Assessing Concordance in DDR Gene Alterations Between Primary Prostate Cancer and Metastases or ctDNA – Bruce Montgomery

August 10, 2021

In this UroToday discussion, Thomas Keane is joined by Robert Bruce Montgomery to discuss his recent publication, entitled, “Concordance of DNA Repair Gene Mutations in Paired Primary Prostate Cancer Samples and Metastatic Tissue or Cell-Free DNA.” The conversation kicks off with Dr. Montgomery’s “bottom line” for his study, which was to make it easier for oncology providers to find men who can benefit from targeted therapies. Dr. Montgomery then moves into a discussion on DNA damage repair mechanisms and therapies that may be able to help patients with deficiencies in those DNA damage repair mechanisms, like PARP inhibitors, and platinum chemotherapy, for homologous recombination deficiencies. As the discussion concludes, Dr. Montgomery discusses how targeting DNA repair gene mutations may be a point of leverage early in the course of fighting the disease.

Biographies:

Bruce Montgomery, MD Board-certified oncologist, clinical director of Genitourinary Oncology, Seattle Cancer Care Alliance, UW Medical Center, an affiliate member of Fred Hutchinson Cancer Research Center, and a UW professor of Medicine, Oncology and Urology, Seattle, WA

Thomas E. Keane, MBBCh, FRCSI, FACS, Department of Urology, The Medical University of South Carolina, Charleston, South Carolina, USA.


Read the Full Video Transcript

Thomas Keane: Good afternoon, everybody. This is Tom Keane coming to you from the Medical University of South Carolina and from UroToday. Today, we are delighted to welcome Dr. Bruce Montgomery, who's a GU medical oncologist and professor of medicine and oncology at the University of Washington and the VA in Seattle, where expertise in translational medicine are relevant for this presentation. He has an exceptional interest in better targeting of DNA repair deficiency in prostate cancers and ways of finding those who can benefit from this technology. He's very kindly agreed to give a presentation on a recent paper, which was published in JAMA Oncology. It was entitled, Concordance of DNA Repair Gene Mutations in Paired Primary Prostate Cancer Samples and Metastatic Tissue or Cell-Free DNA. It's a pleasure to welcome you, Dr. Montgomery, we look forward to hearing what you have to say. Thank you.

Bruce Montgomery: 
Well, thank you, Dr. Keane, this really is a great opportunity and I really appreciate the opportunity to talk to you and your audience about something that I've been working on for the last couple of years. So, as they oftentimes say, the bottom line up front, we did this work mostly because we were trying to find a way to make it easier for oncology providers to find the men, who we're all trying to find, men who can benefit from targeted therapies because some of these targeted therapies can be exceptionally effective. And so finding those patients is proportionally just even more important, so finding as many ways as possible to get this therapy to them is something that we've been invested in for a while.

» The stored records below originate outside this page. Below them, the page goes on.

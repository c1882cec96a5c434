//! Session-scoped file namespace
//!
//! A session is one run of the host process. Every file a session owns
//! lives in a flat directory shared by all generations and is named
//! `{prefix}_{id}_{timestamp}` (see [`name`]). An empty *marker* file with
//! the reserved [`SESSION_MARKER_PREFIX`] records that the session exists;
//! on the next start, the newest marker older than the new session points
//! at the run whose residue still has to be harvested.
//!
//! # Lineage
//!
//! ```text
//! current (max_locked = 2) ──► previous (1, lockable) ──► older (0, lockable) ──► oldest (not lockable)
//! ```
//!
//! Lineage is recomputed from the directory on every walk. Lock state is
//! kept in a [`SessionRegistry`] keyed by session id, shared by every
//! handle that descends from the same root, so a harvester holding a lock
//! and a cleaner issuing a clear always see the same state.
//!
//! # Locks and clearing
//!
//! A locked session is never physically cleared. A clear requested while
//! locks are held is recorded and runs when the last lock is released.

pub mod name;

use std::collections::HashMap;
use std::io;
use std::path::{Path, PathBuf};
use std::sync::Arc;

use chrono::Utc;
use parking_lot::Mutex;
use uuid::Uuid;

use crate::error::{Result, SessionError};
use crate::fs::FileSystem;

pub use name::DecodedName;

/// Reserved prefix of session marker files
pub const SESSION_MARKER_PREFIX: &str = "bt-session";

/// Identity of one process run
#[derive(Debug, Clone, PartialEq, Eq, Hash)]
pub struct SessionId {
    /// Unique id of the run
    pub id: String,
    /// Start timestamp in epoch milliseconds, the lineage sort key
    pub timestamp: i64,
}

impl SessionId {
    /// Create a session id from parts
    pub fn new(id: impl Into<String>, timestamp: i64) -> Self {
        Self {
            id: id.into(),
            timestamp,
        }
    }

    /// Generate a fresh id stamped with the current time
    pub fn generate() -> Self {
        Self::new(Uuid::new_v4().to_string(), Utc::now().timestamp_millis())
    }
}

impl std::fmt::Display for SessionId {
    fn fmt(&self, f: &mut std::fmt::Formatter<'_>) -> std::fmt::Result {
        write!(f, "{}@{}", self.id, self.timestamp)
    }
}

/// Options controlling how far back sessions can be pinned
#[derive(Debug, Clone, Copy, PartialEq, Eq)]
pub struct SessionOptions {
    /// Number of previous generations `lock_previous_sessions` may lock
    pub max_previous_locked_sessions: usize,

    /// Whether this session itself accepts locks
    pub lockable: bool,
}

impl Default for SessionOptions {
    fn default() -> Self {
        Self {
            max_previous_locked_sessions: 1,
            lockable: true,
        }
    }
}

impl SessionOptions {
    /// Options for the generation before this one
    ///
    /// The lock budget decays by one per hop; the previous generation is
    /// lockable only while budget remains.
    fn previous(&self) -> Self {
        Self {
            max_previous_locked_sessions: self.max_previous_locked_sessions.saturating_sub(1),
            lockable: self.max_previous_locked_sessions > 0,
        }
    }
}

/// Lock and clear state of one session
#[derive(Debug, Default)]
struct LockState {
    /// Outstanding lock ids, one entry per `lock` call
    locks: Vec<String>,

    /// Clear requested while locked; `Some(delete_marker)`
    pending_clear: Option<bool>,

    /// Files removed, naming disabled
    cleared: bool,
}

/// Lock state arena shared by every handle of one lineage
#[derive(Debug, Default)]
pub struct SessionRegistry {
    sessions: Mutex<HashMap<SessionId, Arc<Mutex<LockState>>>>,
}

impl SessionRegistry {
    fn state_for(&self, session: &SessionId) -> Arc<Mutex<LockState>> {
        let mut sessions = self.sessions.lock();
        Arc::clone(sessions.entry(session.clone()).or_default())
    }
}

/// Files owned by one session, plus lineage discovery
#[derive(Clone)]
pub struct SessionFiles {
    fs: Arc<dyn FileSystem>,
    directory: PathBuf,
    session: SessionId,
    options: SessionOptions,
    state: Arc<Mutex<LockState>>,
    registry: Arc<SessionRegistry>,
}

impl std::fmt::Debug for SessionFiles {
    fn fmt(&self, f: &mut std::fmt::Formatter<'_>) -> std::fmt::Result {
        f.debug_struct("SessionFiles")
            .field("directory", &self.directory)
            .field("session", &self.session)
            .field("options", &self.options)
            .finish_non_exhaustive()
    }
}

impl SessionFiles {
    /// Create the root session handle for this process
    ///
    /// # Errors
    ///
    /// Returns [`SessionError::EmptyId`] for an empty session id, whose
    /// files could never be decoded back into the lineage.
    pub fn new(
        fs: Arc<dyn FileSystem>,
        directory: impl Into<PathBuf>,
        session: SessionId,
        options: SessionOptions,
    ) -> Result<Self> {
        if session.id.is_empty() {
            return Err(SessionError::EmptyId {
                timestamp: session.timestamp,
            });
        }

        Ok(Self::with_registry(
            fs,
            directory.into(),
            session,
            options,
            Arc::new(SessionRegistry::default()),
        ))
    }

    fn with_registry(
        fs: Arc<dyn FileSystem>,
        directory: PathBuf,
        session: SessionId,
        options: SessionOptions,
        registry: Arc<SessionRegistry>,
    ) -> Self {
        let state = registry.state_for(&session);
        Self {
            fs,
            directory,
            session,
            options,
            state,
            registry,
        }
    }

    /// Session identity
    pub fn session_id(&self) -> &SessionId {
        &self.session
    }

    /// Filesystem backing the namespace
    pub fn file_system(&self) -> Arc<dyn FileSystem> {
        Arc::clone(&self.fs)
    }

    /// Namespace directory
    pub fn directory(&self) -> &Path {
        &self.directory
    }

    /// Options in effect for this handle
    pub fn options(&self) -> SessionOptions {
        self.options
    }

    /// Whether the session files have been cleared
    pub fn is_cleared(&self) -> bool {
        self.state.lock().cleared
    }

    /// Number of outstanding locks
    pub fn lock_count(&self) -> usize {
        self.state.lock().locks.len()
    }

    /// Write the session marker, making the session visible to lineage
    ///
    /// # Errors
    ///
    /// Returns an error if the session was cleared or the marker cannot be
    /// written.
    pub fn initialize(&self) -> Result<()> {
        let marker = self.get_file_name(SESSION_MARKER_PREFIX)?;

        if let Err(e) = self.fs.create_dir_all(&self.directory) {
            tracing::warn!(
                directory = %self.directory.display(),
                error = %e,
                "failed to create session directory"
            );
        }

        self.fs
            .write_file(&marker, b"")
            .map_err(|e| SessionError::marker(marker.display().to_string(), e))?;

        tracing::debug!(session = %self.session, marker = %marker.display(), "session initialized");
        Ok(())
    }

    /// Newest session strictly older than this one
    pub fn get_previous_session(&self) -> Option<SessionFiles> {
        let previous = self
            .session_markers()
            .into_iter()
            .filter(|marker| marker.timestamp < self.session.timestamp)
            .max_by_key(|marker| marker.timestamp)?;

        Some(Self::with_registry(
            Arc::clone(&self.fs),
            self.directory.clone(),
            SessionId::new(previous.session_id, previous.timestamp),
            self.options.previous(),
            Arc::clone(&self.registry),
        ))
    }

    /// Walk the lineage, newest first, excluding this session
    pub fn previous_sessions(&self) -> Lineage {
        Lineage {
            next: self.get_previous_session(),
        }
    }

    /// Up to `count` previous sessions, newest first
    pub fn get_previous_sessions(&self, count: usize) -> Vec<SessionFiles> {
        self.previous_sessions().take(count).collect()
    }

    /// Find a session with `id` in the lineage, this session included
    pub fn get_session_with_id(&self, id: &str) -> Option<SessionFiles> {
        if self.session.id == id {
            return Some(self.clone());
        }
        self.previous_sessions().find(|session| session.session.id == id)
    }

    /// Lock as many previous generations as the lock budget allows
    ///
    /// All locked sessions share one lock id, generated when not given.
    pub fn lock_previous_sessions(&self, lock_id: Option<String>) -> String {
        let lock_id = lock_id.unwrap_or_else(|| Uuid::new_v4().to_string());

        for session in self.lockable_previous_sessions() {
            session.lock(Some(lock_id.clone()));
        }

        lock_id
    }

    /// Release a lock taken by [`lock_previous_sessions`](Self::lock_previous_sessions)
    pub fn unlock_previous_sessions(&self, lock_id: &str) {
        for session in self.lockable_previous_sessions() {
            session.unlock(lock_id);
        }
    }

    /// Clear every previous generation, honoring each one's locks
    pub fn clear_previous_sessions(&self) {
        let sessions: Vec<SessionFiles> = self.previous_sessions().collect();
        for session in sessions {
            session.clear_session();
        }
    }

    /// Path of the file of kind `prefix` owned by this session
    ///
    /// # Errors
    ///
    /// Fails once the session has been cleared, or when `prefix` ends with
    /// the separator.
    pub fn get_file_name(&self, prefix: &str) -> Result<PathBuf> {
        self.ensure_not_cleared()?;

        if prefix.ends_with(name::SEPARATOR) {
            return Err(SessionError::InvalidPrefix {
                prefix: prefix.to_string(),
            });
        }

        Ok(self
            .directory
            .join(name::encode(prefix, &self.session.id, self.session.timestamp)))
    }

    /// Every file in the namespace owned by this session, marker included
    ///
    /// # Errors
    ///
    /// Fails once the session has been cleared.
    pub fn get_session_files(&self) -> Result<Vec<PathBuf>> {
        self.ensure_not_cleared()?;
        Ok(self.owned_files())
    }

    /// Remove every file of this session, or defer until unlocked
    pub fn clear_session(&self) {
        self.clear(true);
    }

    /// Like [`clear_session`](Self::clear_session) but keep the marker
    pub fn clear_session_keep_marker(&self) {
        self.clear(false);
    }

    /// Take a lock on this session
    ///
    /// Returns `None` when the session is not lockable or already cleared.
    pub fn lock(&self, lock_id: Option<String>) -> Option<String> {
        if !self.options.lockable {
            return None;
        }

        let mut state = self.state.lock();
        if state.cleared {
            return None;
        }

        let lock_id = lock_id.unwrap_or_else(|| Uuid::new_v4().to_string());
        state.locks.push(lock_id.clone());
        Some(lock_id)
    }

    /// Release one lock; runs a deferred clear when the last lock goes
    pub fn unlock(&self, lock_id: &str) {
        let mut state = self.state.lock();
        let Some(index) = state.locks.iter().position(|id| id == lock_id) else {
            return;
        };
        state.locks.remove(index);

        if state.locks.is_empty()
            && let Some(delete_marker) = state.pending_clear.take()
        {
            tracing::debug!(session = %self.session, "running deferred session clear");
            self.remove_files(&mut state, delete_marker);
        }
    }

    fn clear(&self, delete_marker: bool) {
        let mut state = self.state.lock();
        if state.cleared {
            return;
        }

        if !state.locks.is_empty() {
            // A full clear wins over a keep-marker clear requested earlier
            let merged = state
                .pending_clear
                .map_or(delete_marker, |pending| pending || delete_marker);
            state.pending_clear = Some(merged);
            tracing::debug!(
                session = %self.session,
                locks = state.locks.len(),
                "session locked, clear deferred"
            );
            return;
        }

        self.remove_files(&mut state, delete_marker);
    }

    fn remove_files(&self, state: &mut LockState, delete_marker: bool) {
        for path in self.owned_files() {
            if !delete_marker && is_marker(&path) {
                continue;
            }

            match self.fs.remove_file(&path) {
                Ok(()) => {}
                Err(e) if e.kind() == io::ErrorKind::NotFound => {}
                Err(e) => {
                    tracing::warn!(
                        session = %self.session,
                        path = %path.display(),
                        error = %e,
                        "failed to remove session file"
                    );
                }
            }
        }

        state.cleared = true;
        state.pending_clear = None;
        tracing::debug!(session = %self.session, "session cleared");
    }

    fn lockable_previous_sessions(&self) -> Vec<SessionFiles> {
        self.previous_sessions()
            .take_while(|session| session.options.lockable)
            .collect()
    }

    fn owned_files(&self) -> Vec<PathBuf> {
        let mut files: Vec<PathBuf> = self
            .decoded_files()
            .into_iter()
            .filter(|decoded| {
                decoded.session_id == self.session.id
                    && decoded.timestamp == self.session.timestamp
            })
            .map(|decoded| self.directory.join(decoded.file))
            .collect();
        files.sort();
        files
    }

    fn session_markers(&self) -> Vec<DecodedName> {
        self.decoded_files()
            .into_iter()
            .filter(|decoded| decoded.prefix == SESSION_MARKER_PREFIX)
            .collect()
    }

    fn decoded_files(&self) -> Vec<DecodedName> {
        let files = match self.fs.read_dir(&self.directory) {
            Ok(files) => files,
            Err(e) => {
                tracing::debug!(
                    directory = %self.directory.display(),
                    error = %e,
                    "session directory not readable"
                );
                return Vec::new();
            }
        };

        files.iter().filter_map(|file| name::decode(file)).collect()
    }

    fn ensure_not_cleared(&self) -> Result<()> {
        if self.state.lock().cleared {
            return Err(SessionError::cleared(
                self.session.id.clone(),
                self.session.timestamp,
            ));
        }
        Ok(())
    }
}

/// Iterator over previous sessions, newest first
pub struct Lineage {
    next: Option<SessionFiles>,
}

impl Iterator for Lineage {
    type Item = SessionFiles;

    fn next(&mut self) -> Option<Self::Item> {
        let current = self.next.take()?;
        self.next = current.get_previous_session();
        Some(current)
    }
}

fn is_marker(path: &Path) -> bool {
    path.file_name()
        .and_then(|file| file.to_str())
        .and_then(name::decode)
        .is_some_and(|decoded| decoded.prefix == SESSION_MARKER_PREFIX)
}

It's also important to consider this in the background of how the field has moved over the last several years. About 5 years ago, a number of groups participated in a project, which we also participated in, where we were biopsying metastases of men with advanced prostate cancer. And by sequencing those metastases, we found many very interesting and important alterations in DNA, RNA, and proteomics for these patients. But the one area that was an immediate epiphany was the idea that DNA repair deficiency was much more common than we had imagined before, and that was most important because there were already FDA-approved drugs to target those alterations, although they hadn't been approved specifically in prostate cancer.

So, to walk through what we had found and what we think is important is this is a very nice schematic from a colleague of mine, Dr. Heather Cheng, looking at the different types of DNA damage and the relevant mechanisms for repair. Here you can see the very many different ways of developing DNA damage, which results from exposure to many various things in our environment. And then I'm going to focus on two types of DNA repair, that is double-strand repair and mismatch repair.

In the double-strand, repair homologous recombination is the most important high fidelity pathway in the genes, mostly BRCA and a few others that are involved in that. Patients who have these alterations can benefit from PARP inhibitors and platinum chemotherapy, at least from the information we had from patients dealing with other malignancies that are BRCA related. And then mismatch repair and the genes that you, again, can see in the schematic, are really important because immunotherapy can be exceptionally effective in for these patients. And so, again, as I said before, finding them was something that we were very invested in and doing in the way that we could.

Once we had found those alterations in DNA repair, it was sort of a race to show that, in fact, in prostate cancer, these targeted therapies were also effective. We already knew actually, from earlier work, but then it was confirmed in a larger study from Hopkins, that if you used immunotherapy in patients with any malignancy with mismatch repair deficiency, up to 50% of patients will have prolonged, in some cases, complete responses, which obviously is extremely important for patients. And then two PARP inhibitors were FDA approved for targeting BRCA alterations, both rucaparib and olaparib.

So because these are very effective drugs and there were drugs now available for targeting these patients, the idea was how can we best find them? Doing metastasis biopsies, which we had done as part of the original study, is something that is not necessarily very straightforward. And although circulating tumor DNA is really the path forward I think in many situations, in men with prostate cancer, if they aren't having progression of their disease, it's oftentimes not a productive effort to try to get circulating tumor DNA because you won't find anything in circulation.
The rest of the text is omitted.